TRY IT: Could you reproduce the lines below from the one with "use crate::services::training::TrainingConfig;" through the one with "artifacts, in bytes"? Keep both ends and add nothing.

EXTRACTED ENTRIES:

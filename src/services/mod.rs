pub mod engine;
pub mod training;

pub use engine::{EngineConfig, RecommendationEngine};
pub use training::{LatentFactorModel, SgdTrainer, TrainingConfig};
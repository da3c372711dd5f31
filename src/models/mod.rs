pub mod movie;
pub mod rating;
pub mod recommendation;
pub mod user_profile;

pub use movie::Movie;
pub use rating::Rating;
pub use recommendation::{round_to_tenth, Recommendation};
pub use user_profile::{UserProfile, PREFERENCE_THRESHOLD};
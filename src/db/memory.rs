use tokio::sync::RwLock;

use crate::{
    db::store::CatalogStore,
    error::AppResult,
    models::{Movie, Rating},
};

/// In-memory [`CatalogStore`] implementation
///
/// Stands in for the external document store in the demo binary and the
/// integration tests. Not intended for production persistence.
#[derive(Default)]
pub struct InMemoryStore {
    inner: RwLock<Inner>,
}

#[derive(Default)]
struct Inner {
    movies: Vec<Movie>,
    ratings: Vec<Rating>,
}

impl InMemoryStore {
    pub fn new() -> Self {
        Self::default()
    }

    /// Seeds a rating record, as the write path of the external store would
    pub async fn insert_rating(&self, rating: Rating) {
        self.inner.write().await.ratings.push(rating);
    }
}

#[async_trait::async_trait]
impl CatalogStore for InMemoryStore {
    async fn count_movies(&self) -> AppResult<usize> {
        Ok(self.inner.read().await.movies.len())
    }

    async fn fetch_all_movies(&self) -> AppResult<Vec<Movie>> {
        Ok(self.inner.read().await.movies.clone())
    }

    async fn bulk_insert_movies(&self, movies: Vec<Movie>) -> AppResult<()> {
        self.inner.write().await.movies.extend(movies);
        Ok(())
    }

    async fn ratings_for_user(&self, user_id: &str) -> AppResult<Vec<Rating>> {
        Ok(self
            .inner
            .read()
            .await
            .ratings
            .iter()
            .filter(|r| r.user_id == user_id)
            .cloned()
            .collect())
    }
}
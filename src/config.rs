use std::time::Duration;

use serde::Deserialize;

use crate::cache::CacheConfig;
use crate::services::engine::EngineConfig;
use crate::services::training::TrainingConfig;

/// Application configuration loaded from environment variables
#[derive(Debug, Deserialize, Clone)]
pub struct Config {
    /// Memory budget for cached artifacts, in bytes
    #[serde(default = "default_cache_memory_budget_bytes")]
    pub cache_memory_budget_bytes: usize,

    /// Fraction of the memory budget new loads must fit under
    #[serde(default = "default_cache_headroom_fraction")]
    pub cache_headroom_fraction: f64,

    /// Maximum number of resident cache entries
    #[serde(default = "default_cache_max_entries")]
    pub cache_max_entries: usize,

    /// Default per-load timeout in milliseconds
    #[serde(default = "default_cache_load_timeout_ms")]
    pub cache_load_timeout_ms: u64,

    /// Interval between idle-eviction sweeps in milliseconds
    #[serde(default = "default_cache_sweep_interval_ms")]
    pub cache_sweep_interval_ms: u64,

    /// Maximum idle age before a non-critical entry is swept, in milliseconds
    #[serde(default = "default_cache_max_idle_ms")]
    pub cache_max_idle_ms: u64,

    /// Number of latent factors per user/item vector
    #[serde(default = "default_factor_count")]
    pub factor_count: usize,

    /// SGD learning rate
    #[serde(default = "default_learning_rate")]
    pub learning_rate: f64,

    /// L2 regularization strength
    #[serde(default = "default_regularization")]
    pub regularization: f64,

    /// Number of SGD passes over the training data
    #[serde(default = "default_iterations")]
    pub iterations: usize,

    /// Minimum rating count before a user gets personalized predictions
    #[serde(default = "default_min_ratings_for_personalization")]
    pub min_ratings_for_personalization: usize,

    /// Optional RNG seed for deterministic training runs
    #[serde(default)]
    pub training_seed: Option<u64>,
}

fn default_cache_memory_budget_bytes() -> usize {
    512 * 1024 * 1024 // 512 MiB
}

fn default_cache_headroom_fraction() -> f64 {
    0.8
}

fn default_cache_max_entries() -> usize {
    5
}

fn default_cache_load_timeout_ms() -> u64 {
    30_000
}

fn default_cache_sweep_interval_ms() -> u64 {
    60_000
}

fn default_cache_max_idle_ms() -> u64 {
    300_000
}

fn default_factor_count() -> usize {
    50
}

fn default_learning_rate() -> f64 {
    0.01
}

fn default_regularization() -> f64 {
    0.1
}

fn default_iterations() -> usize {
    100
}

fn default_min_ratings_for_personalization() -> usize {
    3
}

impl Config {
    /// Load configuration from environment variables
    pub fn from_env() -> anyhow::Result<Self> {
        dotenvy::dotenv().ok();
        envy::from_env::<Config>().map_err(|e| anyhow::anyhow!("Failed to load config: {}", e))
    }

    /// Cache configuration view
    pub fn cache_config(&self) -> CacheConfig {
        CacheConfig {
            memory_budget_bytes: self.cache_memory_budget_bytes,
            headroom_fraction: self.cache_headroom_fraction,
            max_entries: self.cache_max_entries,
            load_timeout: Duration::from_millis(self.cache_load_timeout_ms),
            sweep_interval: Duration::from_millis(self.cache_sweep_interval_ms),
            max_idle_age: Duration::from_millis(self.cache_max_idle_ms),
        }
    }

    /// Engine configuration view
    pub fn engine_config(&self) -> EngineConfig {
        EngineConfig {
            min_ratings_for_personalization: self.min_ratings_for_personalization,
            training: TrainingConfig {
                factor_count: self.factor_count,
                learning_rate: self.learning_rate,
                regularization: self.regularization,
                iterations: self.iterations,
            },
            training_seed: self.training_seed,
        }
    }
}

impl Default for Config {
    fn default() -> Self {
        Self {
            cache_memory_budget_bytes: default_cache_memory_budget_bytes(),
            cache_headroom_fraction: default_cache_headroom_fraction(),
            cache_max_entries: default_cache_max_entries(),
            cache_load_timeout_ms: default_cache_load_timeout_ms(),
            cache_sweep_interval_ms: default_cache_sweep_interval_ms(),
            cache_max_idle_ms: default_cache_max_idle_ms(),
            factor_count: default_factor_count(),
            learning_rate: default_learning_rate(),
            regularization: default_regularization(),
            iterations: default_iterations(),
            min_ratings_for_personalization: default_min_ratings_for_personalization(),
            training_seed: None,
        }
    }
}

RESULT FOR THIS TASK:
use crate::services::training::TrainingConfig;

/// Application configuration loaded from environment variables
#[derive(Debug, Deserialize, Clone)]
pub struct Config {
    /// Memory budget for cached artifacts, in bytes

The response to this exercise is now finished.